_EXERCISE REQUIREMENTS_
Would you write out the records below exactly as given?

_GIVEN RECORDS_
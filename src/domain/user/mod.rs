//! User domain
//!
//! This module provides the user entity, the presence rules applied to
//! incoming name/email pairs, and the traits the store is built on.

mod entity;
mod id;
mod repository;
mod validation;

pub use entity::{User, UserDraft, UserId};
pub use id::IdGenerator;
pub use repository::UserRepository;
pub use validation::{validate_user_draft, UserValidationError, ValidUserFields};

#[cfg(test)]
pub use id::MockIdGenerator;
#[cfg(test)]
pub use repository::mock::MockUserRepository;
use clap::Parser;
use user_crud_api::cli::{self, Cli, Command};

#[tokio::main]
async fn main() -> anyhow::Result<()> {
    let cli = Cli::parse();

    match cli.command {
        Command::Serve(args) => cli::serve::run(args).await,
    }
}
use crate::domain::ports::KeyValueStore;
use crate::utils::error::Result;
use std::collections::HashMap;
use std::fs;
use std::io::ErrorKind;
use std::path::{Path, PathBuf};

/// One `<key>.json` file per key under `base_path`.
#[derive(Debug, Clone)]
pub struct LocalStorage {
    base_path: String,
}

impl LocalStorage {
    pub fn new(base_path: String) -> Self {
        Self { base_path }
    }

    fn key_path(&self, key: &str) -> PathBuf {
        Path::new(&self.base_path).join(format!("{}.json", key))
    }
}

impl KeyValueStore for LocalStorage {
    fn get(&self, key: &str) -> Result<Option<String>> {
        let full_path = self.key_path(key);
        match fs::read_to_string(&full_path) {
            Ok(data) => {
                tracing::debug!("Read {} bytes from {}", data.len(), full_path.display());
                Ok(Some(data))
            }
            Err(e) if e.kind() == ErrorKind::NotFound => Ok(None),
            Err(e) => Err(e.into()),
        }
    }

    fn set(&mut self, key: &str, value: &str) -> Result<()> {
        let full_path = self.key_path(key);

        if let Some(parent) = full_path.parent() {
            fs::create_dir_all(parent)?;
        }

        fs::write(&full_path, value)?;
        tracing::debug!("Wrote {} bytes to {}", value.len(), full_path.display());
        Ok(())
    }

    fn remove(&mut self, key: &str) -> Result<()> {
        match fs::remove_file(self.key_path(key)) {
            Ok(()) => Ok(()),
            Err(e) if e.kind() == ErrorKind::NotFound => Ok(()),
            Err(e) => Err(e.into()),
        }
    }
}

#[derive(Debug, Clone, Default)]
pub struct MemoryStorage {
    values: HashMap<String, String>,
}

impl MemoryStorage {
    pub fn new() -> Self {
        Self::default()
    }
}

impl KeyValueStore for MemoryStorage {
    fn get(&self, key: &str) -> Result<Option<String>> {
        Ok(self.values.get(key).cloned())
    }

    fn set(&mut self, key: &str, value: &str) -> Result<()> {
        self.values.insert(key.to_string(), value.to_string());
        Ok(())
    }

    fn remove(&mut self, key: &str) -> Result<()> {
        self.values.remove(key);
        Ok(())
    }
}

#[cfg(test)]
mod tests {
    use super::*;
    use tempfile::TempDir;

    #[test]
    fn test_local_storage_round_trip() {
        let temp_dir = TempDir::new().unwrap();
        let base = temp_dir.path().join("nested").to_str().unwrap().to_string();
        let mut storage = LocalStorage::new(base);

        assert_eq!(storage.get("stations").unwrap(), None);
        storage.set("stations", "{}").unwrap();
        assert_eq!(storage.get("stations").unwrap().as_deref(), Some("{}"));
        assert!(temp_dir.path().join("nested/stations.json").exists());

        storage.set("stations", "{\"A\":1}").unwrap();
        assert_eq!(storage.get("stations").unwrap().as_deref(), Some("{\"A\":1}"));

        storage.remove("stations").unwrap();
        storage.remove("stations").unwrap();
        assert_eq!(storage.get("stations").unwrap(), None);
    }

    #[test]
    fn test_memory_storage() {
        let mut storage = MemoryStorage::new();
        storage.set("loggedIn", "true").unwrap();
        assert_eq!(storage.get("loggedIn").unwrap().as_deref(), Some("true"));
        storage.remove("loggedIn").unwrap();
        assert_eq!(storage.get("loggedIn").unwrap(), None);
    }
}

_OUTPUT_
filename src/domain/user/mod.rs
//! User domain
//!
//! This module provides the user entity, the presence rules applied to
//! incoming name/email pairs, and the traits the store is built on.

mod entity;
mod id;
mod repository;
mod validation;

pub use entity::{User, UserDraft, UserId};
pub use id::IdGenerator;
pub use repository::UserRepository;
pub use validation::{validate_user_draft, UserValidationError, ValidUserFields};

#[cfg(test)]
pub use id::MockIdGenerator;
#[cfg(test)]
pub use repository::mock::MockUserRepository;
use clap::Parser;
use user_crud_api::cli::{self, Cli, Command};

#[tokio::main]
async fn main() -> anyhow::Result<()> {
    let cli = Cli::parse();

    match cli.command {
        Command::Serve(args) => cli::serve::run(args).await,
    }
}
use crate::domain::ports::KeyValueStore;
use crate::utils::error::Result;
use std::collections::HashMap;
use std::fs;
use std::io::ErrorKind;
use std::path::{Path, PathBuf};

/// One `<key>.json` file per key under `base_path`.
#[derive(Debug, Clone)]
pub struct LocalStorage {
    base_path: String,
}

impl LocalStorage {
    pub fn new(base_path: String) -> Self {
        Self { base_path }
    }

    fn key_path(&self, key: &str) -> PathBuf {
        Path::new(&self.base_path).join(format!("{}.json", key))
    }
}

impl KeyValueStore for LocalStorage {
    fn get(&self, key: &str) -> Result<Option<String>> {
        let full_path = self.key_path(key);
        match fs::read_to_string(&full_path) {
            Ok(data) => {
                tracing::debug!("Read {} bytes from {}", data.len(), full_path.display());
                Ok(Some(data))
            }
            Err(e) if e.kind() == ErrorKind::NotFound => Ok(None),
            Err(e) => Err(e.into()),
        }
    }

    fn set(&mut self, key: &str, value: &str) -> Result<()> {
        let full_path = self.key_path(key);

        if let Some(parent) = full_path.parent() {
            fs::create_dir_all(parent)?;
        }

        fs::write(&full_path, value)?;
        tracing::debug!("Wrote {} bytes to {}", value.len(), full_path.display());
        Ok(())
    }

    fn remove(&mut self, key: &str) -> Result<()> {
        match fs::remove_file(self.key_path(key)) {
            Ok(()) => Ok(()),
            Err(e) if e.kind() == ErrorKind::NotFound => Ok(()),
            Err(e) => Err(e.into()),
        }
    }
}

#[derive(Debug, Clone, Default)]
pub struct MemoryStorage {
    values: HashMap<String, String>,
}

impl MemoryStorage {
    pub fn new() -> Self {
        Self::default()
    }
}

impl KeyValueStore for MemoryStorage {
    fn get(&self, key: &str) -> Result<Option<String>> {
        Ok(self.values.get(key).cloned())
    }

    fn set(&mut self, key: &str, value: &str) -> Result<()> {
        self.values.insert(key.to_string(), value.to_string());
        Ok(())
    }

    fn remove(&mut self, key: &str) -> Result<()> {
        self.values.remove(key);
        Ok(())
    }
}

#[cfg(test)]
mod tests {
    use super::*;
    use tempfile::TempDir;

    #[test]
    fn test_local_storage_round_trip() {
        let temp_dir = TempDir::new().unwrap();
        let base = temp_dir.path().join("nested").to_str().unwrap().to_string();
        let mut storage = LocalStorage::new(base);

        assert_eq!(storage.get("stations").unwrap(), None);
        storage.set("stations", "{}").unwrap();
        assert_eq!(storage.get("stations").unwrap().as_deref(), Some("{}"));
        assert!(temp_dir.path().join("nested/stations.json").exists());

        storage.set("stations", "{\"A\":1}").unwrap();
        assert_eq!(storage.get("stations").unwrap().as_deref(), Some("{\"A\":1}"));

        storage.remove("stations").unwrap();
        storage.remove("stations").unwrap();
        assert_eq!(storage.get("stations").unwrap(), None);
    }

    #[test]
    fn test_memory_storage() {
        let mut storage = MemoryStorage::new();
        storage.set("loggedIn", "true").unwrap();
        assert_eq!(storage.get("loggedIn").unwrap().as_deref(), Some("true"));
        storage.remove("loggedIn").unwrap();
        assert_eq!(storage.get("loggedIn").unwrap(), None);
    }
}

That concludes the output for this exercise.